Global eCommerce Isn’t Just Changing. The Rules Are Being Rewritten

Global eCommerce Isn’t Just Changing. The Rules Are Being Rewritten

If you sell internationally from the UK, the last 12–18 months haven’t just been “business as usual with more paperwork”. We’re seeing fundamental rule changes across key global markets that are reshaping how cross-border trade actually works: operationally, commercially and at checkout.

What used to be a relatively forgiving system for low-value parcels, light-touch customs and post-purchase charges is being replaced by something far more structured, regulated and, in many cases, more expensive.

And crucially: these are not temporary disruptions. They are structural shifts. Let’s look at what’s already happening.

The Global Shift: What’s Changing in Key Markets?

USA: The End of De Minimis

The $800 duty-free de minimis route has now been suspended for commercial shipments.

That means:

  • More parcels are being forced into formal, duty-paid entry
  • Higher costs and more paperwork
  • More customs friction and clearance delays

For many UK retailers, the US used to be the “easy” international market. That assumption no longer holds.
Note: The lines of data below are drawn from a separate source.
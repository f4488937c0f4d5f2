use crate::scene::mesh::MeshData;
use nalgebra_glm as glm;

/// A node in the flat scene arena. Parent/children are indices into
/// `Scene::nodes`; `parent == -1` marks a root.
///
/// Rotation is kept as a 3-component Euler vector (applied X, then Y, then Z)
/// so per-frame offsets can be added component-wise onto rest snapshots.
#[derive(Debug, Clone)]
pub struct Node {
    pub name: String,
    pub parent: i32,
    pub children: Vec<usize>,
    pub translation: glm::Vec3,
    pub rotation: glm::Vec3,
    pub scale: glm::Vec3,
    pub meshes: Vec<usize>,
    pub cast_shadow: bool,
    pub receive_shadow: bool,
}

impl Node {
    pub fn new(name: String) -> Self {
        Self {
            name,
            parent: -1,
            children: Vec::new(),
            translation: glm::Vec3::zeros(),
            rotation: glm::Vec3::zeros(),
            scale: glm::vec3(1.0, 1.0, 1.0),
            meshes: Vec::new(),
            cast_shadow: false,
            receive_shadow: false,
        }
    }
}

/// A loaded model: node hierarchy plus the flattened mesh primitives the
/// nodes reference.
#[derive(Debug, Clone, Default)]
pub struct Scene {
    pub nodes: Vec<Node>,
    pub roots: Vec<usize>,
    pub meshes: Vec<MeshData>,
}

impl Scene {
    /// Find a node by its exact name. First match wins.
    pub fn find_by_name(&self, name: &str) -> Option<usize> {
        self.nodes.iter().position(|n| n.name == name)
    }

    pub fn local_matrix(&self, idx: usize) -> glm::Mat4 {
        let node = &self.nodes[idx];
        glm::translation(&node.translation)
            * rotation_matrix(&node.rotation)
            * glm::scaling(&node.scale)
    }

    /// World matrix of a single node, walking up the parent chain.
    pub fn world_matrix(&self, mut idx: usize) -> glm::Mat4 {
        let mut m = self.local_matrix(idx);
        while self.nodes[idx].parent >= 0 {
            idx = self.nodes[idx].parent as usize;
            m = self.local_matrix(idx) * m;
        }
        m
    }

    /// World matrices for every node. Children are always computed after
    /// their parent, so one pass over the traversal stack suffices.
    pub fn world_matrices(&self) -> Vec<glm::Mat4> {
        let mut world = vec![glm::Mat4::identity(); self.nodes.len()];
        let mut stack: Vec<usize> = self.roots.clone();
        while let Some(idx) = stack.pop() {
            let local = self.local_matrix(idx);
            world[idx] = match self.nodes[idx].parent {
                p if p >= 0 => world[p as usize] * local,
                _ => local,
            };
            stack.extend(self.nodes[idx].children.iter().copied());
        }
        world
    }

    /// The node's facing direction in world space: its +Z axis, normalized.
    pub fn world_direction(&self, idx: usize) -> glm::Vec3 {
        let m = self.world_matrix(idx);
        let dir = glm::vec3(m[(0, 2)], m[(1, 2)], m[(2, 2)]);
        let len = glm::length(&dir);
        if len <= f32::EPSILON {
            return glm::vec3(0.0, 0.0, 1.0);
        }
        dir / len
    }

    /// Collapse multiple roots under a synthetic group node so whole-model
    /// transforms have a single handle. Returns the root index.
    pub fn ensure_single_root(&mut self, name: &str) -> usize {
        if self.roots.len() == 1 {
            return self.roots[0];
        }
        let group = self.nodes.len();
        self.nodes.push(Node::new(name.to_string()));
        let children = std::mem::take(&mut self.roots);
        for &child in &children {
            self.nodes[child].parent = group as i32;
        }
        self.nodes[group].children = children;
        self.roots = vec![group];
        group
    }
}

/// Rotation matrix for an Euler vector, X applied first, then Y, then Z.
pub fn rotation_matrix(euler: &glm::Vec3) -> glm::Mat4 {
    let m = glm::Mat4::identity();
    let m = glm::rotate_z(&m, euler.z);
    let m = glm::rotate_y(&m, euler.y);
    glm::rotate_x(&m, euler.x)
}

/// Convert a unit quaternion (x, y, z, w) into the Euler vector convention
/// used by [`rotation_matrix`].
pub fn quat_to_euler(q: [f32; 4]) -> glm::Vec3 {
    let [x, y, z, w] = q;

    let r11 = 1.0 - 2.0 * (y * y + z * z);
    let r12 = 2.0 * (x * y - z * w);
    let r13 = 2.0 * (x * z + y * w);
    let r21 = 2.0 * (x * y + z * w);
    let r31 = 2.0 * (x * z - y * w);
    let r32 = 2.0 * (y * z + x * w);
    let r33 = 1.0 - 2.0 * (x * x + y * y);

    let sin_pitch = (-r31).clamp(-1.0, 1.0);
    if sin_pitch.abs() > 0.99999 {
        // Gimbal lock: yaw folded into roll
        let pitch = std::f32::consts::FRAC_PI_2.copysign(sin_pitch);
        let roll = if sin_pitch > 0.0 {
            f32::atan2(r12, r13)
        } else {
            f32::atan2(-r12, -r13)
        };
        return glm::vec3(roll, pitch, 0.0);
    }

    glm::vec3(
        f32::atan2(r32, r33),
        sin_pitch.asin(),
        f32::atan2(r21, r11),
    )
}

#[cfg(test)]
mod tests {
    use super::*;
    use std::f32::consts::{FRAC_PI_2, FRAC_PI_4};

    fn child(scene: &mut Scene, parent: i32, name: &str) -> usize {
        let idx = scene.nodes.len();
        let mut node = Node::new(name.to_string());
        node.parent = parent;
        scene.nodes.push(node);
        if parent >= 0 {
            scene.nodes[parent as usize].children.push(idx);
        } else {
            scene.roots.push(idx);
        }
        idx
    }

    #[test]
    fn find_by_name_walks_the_whole_arena() {
        let mut scene = Scene::default();
        let root = child(&mut scene, -1, "Armature");
        let neck = child(&mut scene, root as i32, "Neck");
        let head = child(&mut scene, neck as i32, "Head");

        assert_eq!(scene.find_by_name("Head"), Some(head));
        assert_eq!(scene.find_by_name("Neck"), Some(neck));
        assert_eq!(scene.find_by_name("Thorax"), None);
    }

    #[test]
    fn quat_euler_round_trip() {
        let angles = [
            glm::vec3(0.3, -0.5, 1.1),
            glm::vec3(-FRAC_PI_4, 0.2, 0.0),
            glm::vec3(0.0, 0.0, 0.0),
        ];
        for euler in angles {
            let m = rotation_matrix(&euler);
            // Recover the quaternion from the matrix via nalgebra, then convert back.
            let rot = glm::mat4_to_mat3(&m);
            let q = glm::mat3_to_quat(&rot);
            let back = quat_to_euler([q.i, q.j, q.k, q.w]);
            let m2 = rotation_matrix(&back);
            for i in 0..3 {
                for j in 0..3 {
                    assert!(
                        (m[(i, j)] - m2[(i, j)]).abs() < 1e-5,
                        "mismatch at ({i},{j}) for {euler:?}: {back:?}"
                    );
                }
            }
        }
    }

    #[test]
    fn world_direction_follows_yaw() {
        let mut scene = Scene::default();
        let root = child(&mut scene, -1, "Bug");
        // Unrotated: facing +Z
        let dir = scene.world_direction(root);
        assert!((dir - glm::vec3(0.0, 0.0, 1.0)).norm() < 1e-6);

        // Quarter turn around Y: +Z maps onto +X
        scene.nodes[root].rotation.y = FRAC_PI_2;
        let dir = scene.world_direction(root);
        assert!((dir - glm::vec3(1.0, 0.0, 0.0)).norm() < 1e-5, "{dir:?}");
    }

    #[test]
    fn world_matrix_composes_parent_transforms() {
        let mut scene = Scene::default();
        let root = child(&mut scene, -1, "Bug");
        let leg = child(&mut scene, root as i32, "Foot");
        scene.nodes[root].translation = glm::vec3(1.0, 2.0, 3.0);
        scene.nodes[leg].translation = glm::vec3(0.0, -1.0, 0.0);

        let world = scene.world_matrices();
        let origin = world[leg] * glm::vec4(0.0, 0.0, 0.0, 1.0);
        assert!((origin.xyz() - glm::vec3(1.0, 1.0, 3.0)).norm() < 1e-6);
        // Single-node path agrees with the full traversal
        let single = scene.world_matrix(leg) * glm::vec4(0.0, 0.0, 0.0, 1.0);
        assert!((single.xyz() - origin.xyz()).norm() < 1e-6);
    }

    #[test]
    fn ensure_single_root_groups_forests() {
        let mut scene = Scene::default();
        let a = child(&mut scene, -1, "a");
        let b = child(&mut scene, -1, "b");
        let root = scene.ensure_single_root("Bug");

        assert_eq!(scene.roots, vec![root]);
        assert_eq!(scene.nodes[root].children, vec![a, b]);
        assert_eq!(scene.nodes[a].parent, root as i32);
        assert_eq!(scene.nodes[b].parent, root as i32);

        // Already single-rooted: no new node
        let len = scene.nodes.len();
        assert_eq!(scene.ensure_single_root("Bug"), root);
        assert_eq!(scene.nodes.len(), len);
    }
}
(more updates on USA tariffs expected as this is a developing situation)

European Union: €150 Relief Is Going Away

The EU is moving to remove the €150 customs duty relief threshold in 2026.

This will mean:

  • Far more parcels attracting duties and fees
  • Increased customs scrutiny
  • More complexity in pricing, checkout logic and delivery promises

In other words: international checkout is about to get harder, not easier.

Thailand: Low-Value Import Relief Removed

From 1st January 2026, Thailand has removed low-value import relief entirely.
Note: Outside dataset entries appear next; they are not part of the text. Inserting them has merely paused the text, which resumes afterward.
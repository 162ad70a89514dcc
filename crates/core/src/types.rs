/// All timestamps are UTC.
pub type Timestamp = chrono::DateTime<chrono::Utc>;

/// Identifier of a compute device as reported by the device probe.
pub type DeviceId = u32;

/// Sentinel used in logs and JSON payloads for "CPU / no device".
pub const CPU_DEVICE_ID: i64 = -1;

/// A frame number as printed by the renderer (absolute, not run-relative).
pub type FrameNumber = u32;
Parcels that previously sailed through under small-value thresholds are now subject to:

  • Duties and taxes
  • Additional processing
  • More friction and delays

Saudi Arabia: Address Data Is Now a Clearance Issue

Also from 1st January 2026, Saudi Arabia has made the National / Short Address mandatory.

Poor address data is no longer just:
A customer experience problem

It is now:

  • A delivery failure risk
  • A customs clearance risk
  • A cost and returns risk

Why This Is Bigger Than “Another Customs Update”
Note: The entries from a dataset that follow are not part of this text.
//! Frame accounting, percentage and ETA for one stage.

use std::time::{Duration, Instant};

use serde::Serialize;

use crate::types::FrameNumber;

/// Highest percentage reported before the tool has exited successfully.
pub const MAX_RUNNING_PERCENT: f64 = 99.0;

/// Minimum completed frames before an ETA is reported.
const MIN_FRAMES_FOR_ETA: u32 = 2;

/// Snapshot returned after each recorded advance.
#[derive(Debug, Clone, Copy, PartialEq, Serialize)]
pub struct ProgressUpdate {
    pub frames_processed: u32,
    pub frames_total: u32,
    pub percent: f64,
    pub eta: Option<Duration>,
}

impl ProgressUpdate {
    /// Human-readable progress line, e.g. `frame 3/10 (30.0%) - ETA 1m 12s`.
    pub fn message(&self) -> String {
        let base = format!(
            "frame {}/{} ({:.1}%)",
            self.frames_processed, self.frames_total, self.percent
        );
        match self.eta {
            Some(eta) => format!("{base} - ETA {}", format_duration(eta)),
            None => base,
        }
    }
}

/// Monotonic frame counter for one stage.
///
/// `frames_processed` never decreases: duplicate and late events are
/// absorbed by taking the maximum.
#[derive(Debug, Clone)]
pub struct FrameProgress {
    frame_start: FrameNumber,
    frames_total: u32,
    frames_processed: u32,
    /// When the first advance was observed, and the count at that moment.
    first_advance: Option<(Instant, u32)>,
}

impl FrameProgress {
    pub fn new(frame_start: FrameNumber, frames_total: u32) -> Self {
        Self {
            frame_start,
            frames_total,
            frames_processed: 0,
            first_advance: None,
        }
    }

    pub fn frames_processed(&self) -> u32 {
        self.frames_processed
    }

    pub fn frames_total(&self) -> u32 {
        self.frames_total
    }

    /// Record that the tool reported absolute frame `frame` as done.
    pub fn record_frame(&mut self, frame: FrameNumber, now: Instant) -> ProgressUpdate {
        let offset = if frame >= self.frame_start {
            frame - self.frame_start + 1
        } else {
            0
        };
        self.record_processed(offset, now)
    }

    /// Record an absolute processed count (file-count polling, completed
    /// invocations).
    pub fn record_processed(&mut self, processed: u32, now: Instant) -> ProgressUpdate {
        if processed > self.frames_processed {
            self.frames_processed = processed;
            if self.first_advance.is_none() {
                self.first_advance = Some((now, processed));
            }
        }
        self.update(now)
    }

    /// Current percentage, capped at [`MAX_RUNNING_PERCENT`].
    pub fn percent(&self) -> f64 {
        if self.frames_total == 0 {
            return 0.0;
        }
        let raw = f64::from(self.frames_processed) / f64::from(self.frames_total) * 100.0;
        raw.min(MAX_RUNNING_PERCENT)
    }

    /// Rolling ETA: average seconds per frame since the first observed
    /// advance, multiplied by the frames remaining.
    pub fn eta(&self, now: Instant) -> Option<Duration> {
        if self.frames_processed < MIN_FRAMES_FOR_ETA {
            return None;
        }
        let (first_at, first_count) = self.first_advance?;
        let since_first = self.frames_processed.checked_sub(first_count)?;
        if since_first == 0 {
            return None;
        }
        let elapsed = now.saturating_duration_since(first_at).as_secs_f64();
        let avg = elapsed / f64::from(since_first);
        let remaining = self.frames_total.saturating_sub(self.frames_processed);
        Some(Duration::from_secs_f64(avg * f64::from(remaining)))
    }

    fn update(&self, now: Instant) -> ProgressUpdate {
        ProgressUpdate {
            frames_processed: self.frames_processed,
            frames_total: self.frames_total,
            percent: self.percent(),
            eta: self.eta(now),
        }
    }
}

/// Format a duration as `1h 02m`, `4m 05s` or `12s`.
pub fn format_duration(d: Duration) -> String {
    let secs = d.as_secs();
    let (h, m, s) = (secs / 3600, (secs % 3600) / 60, secs % 60);
    if h > 0 {
        format!("{h}h {m:02}m")
    } else if m > 0 {
        format!("{m}m {s:02}s")
    } else {
        format!("{s}s")
    }
}

// ---------------------------------------------------------------------------
// Tests
// ---------------------------------------------------------------------------

#[cfg(test)]
mod tests {
    use super::*;

    #[test]
    fn out_of_order_frames_never_regress() {
        let now = Instant::now();
        let mut progress = FrameProgress::new(1, 10);
        let observed: Vec<u32> = [5, 3, 6]
            .into_iter()
            .map(|f| progress.record_frame(f, now).frames_processed)
            .collect();
        assert_eq!(observed, vec![5, 5, 6]);
    }

    #[test]
    fn duplicate_frame_advances_once() {
        let now = Instant::now();
        let mut progress = FrameProgress::new(1, 10);
        progress.record_frame(4, now);
        let second = progress.record_frame(4, now);
        assert_eq!(second.frames_processed, 4);
    }

    #[test]
    fn frame_offset_respects_frame_start() {
        let now = Instant::now();
        let mut progress = FrameProgress::new(100, 10);
        assert_eq!(progress.record_frame(100, now).frames_processed, 1);
        assert_eq!(progress.record_frame(104, now).frames_processed, 5);
        // Frames before the range do not count.
        assert_eq!(progress.record_frame(50, now).frames_processed, 5);
    }

    #[test]
    fn percent_is_capped_below_completion() {
        let now = Instant::now();
        let mut progress = FrameProgress::new(1, 3);
        let update = progress.record_frame(3, now);
        assert_eq!(update.frames_processed, 3);
        assert_eq!(update.percent, MAX_RUNNING_PERCENT);
    }

    #[test]
    fn zero_total_reports_zero_percent() {
        let progress = FrameProgress::new(1, 0);
        assert_eq!(progress.percent(), 0.0);
    }

    #[test]
    fn eta_needs_two_frames() {
        let start = Instant::now();
        let mut progress = FrameProgress::new(1, 10);
        assert!(progress.record_frame(1, start).eta.is_none());

        let later = start + Duration::from_secs(10);
        let update = progress.record_frame(2, later);
        // One frame since the first advance took 10s, 8 frames remain.
        assert_eq!(update.eta, Some(Duration::from_secs(80)));
    }

    #[test]
    fn eta_uses_frames_since_first_advance() {
        let start = Instant::now();
        let mut progress = FrameProgress::new(1, 20);
        progress.record_frame(4, start);
        let update = progress.record_frame(8, start + Duration::from_secs(20));
        // 4 frames in 20s => 5s/frame, 12 remaining.
        assert_eq!(update.eta, Some(Duration::from_secs(60)));
    }

    #[test]
    fn message_includes_eta_when_known() {
        let update = ProgressUpdate {
            frames_processed: 3,
            frames_total: 10,
            percent: 30.0,
            eta: Some(Duration::from_secs(72)),
        };
        assert_eq!(update.message(), "frame 3/10 (30.0%) - ETA 1m 12s");
    }

    #[test]
    fn duration_formatting() {
        assert_eq!(format_duration(Duration::from_secs(12)), "12s");
        assert_eq!(format_duration(Duration::from_secs(245)), "4m 05s");
        assert_eq!(format_duration(Duration::from_secs(3720)), "1h 02m");
    }
}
Individually, each of these changes looks manageable. Together, they point to something much bigger:

Cross-border eCommerce is moving from a low-friction, exception-tolerant model to a high-compliance, high-precision model.

The old approach of:

“Ship it and let the customer deal with the charges and complexity”

Is now actively:

  • Hurting conversion
  • Increasing delivery failures
  • Creating post-purchase complaints
  • Killing international growth momentum

The Real Question: Where Is Growth Supposed to Come From Now?

For many retailers, international growth used to mean:

  • Add more countries
  • Turn on more carriers
  • Hope the operational complexity sorts itself out

That playbook no longer works.

The retailers who will still win internationally in 2026 and beyond will be the ones who:

  • Design customs, duties and compliance into the checkout experience
  • Control the commercial and CX impact of regulation
  • Choose routes to market strategically, not just geographically
  • Build delivery models that reduce friction, not shift it to the customer

This is exactly what we’re unpacking in our upcoming webinar:

Join the Discussion: Where’s Left to Grow? How Retailers Can Win in New Global Markets

We’ll be exploring:

  • How the global rules of eCommerce are changing
  • What this means for international expansion strategies
  • Where growth opportunities still exist — and what model they require
  • How leading retailers are adapting their delivery, customs and fulfilment approach

Read more and register here: https://hubs.ly/Q03_h9P-0

2 Responses

  1. We are a tiny business and it’s just getting more and more unachievable to ship outside the UK.
    We noticed more customers from Italy saying “Where’s my packet”
    Tracking on Poste Italiane is terrible and just shows delivered.
    We use another tracker which showed the packets were at a collection point/post office.
    Why?
    Possibly this wonderful new 2 Euro charge!
    Then there’s this new euro charge coming.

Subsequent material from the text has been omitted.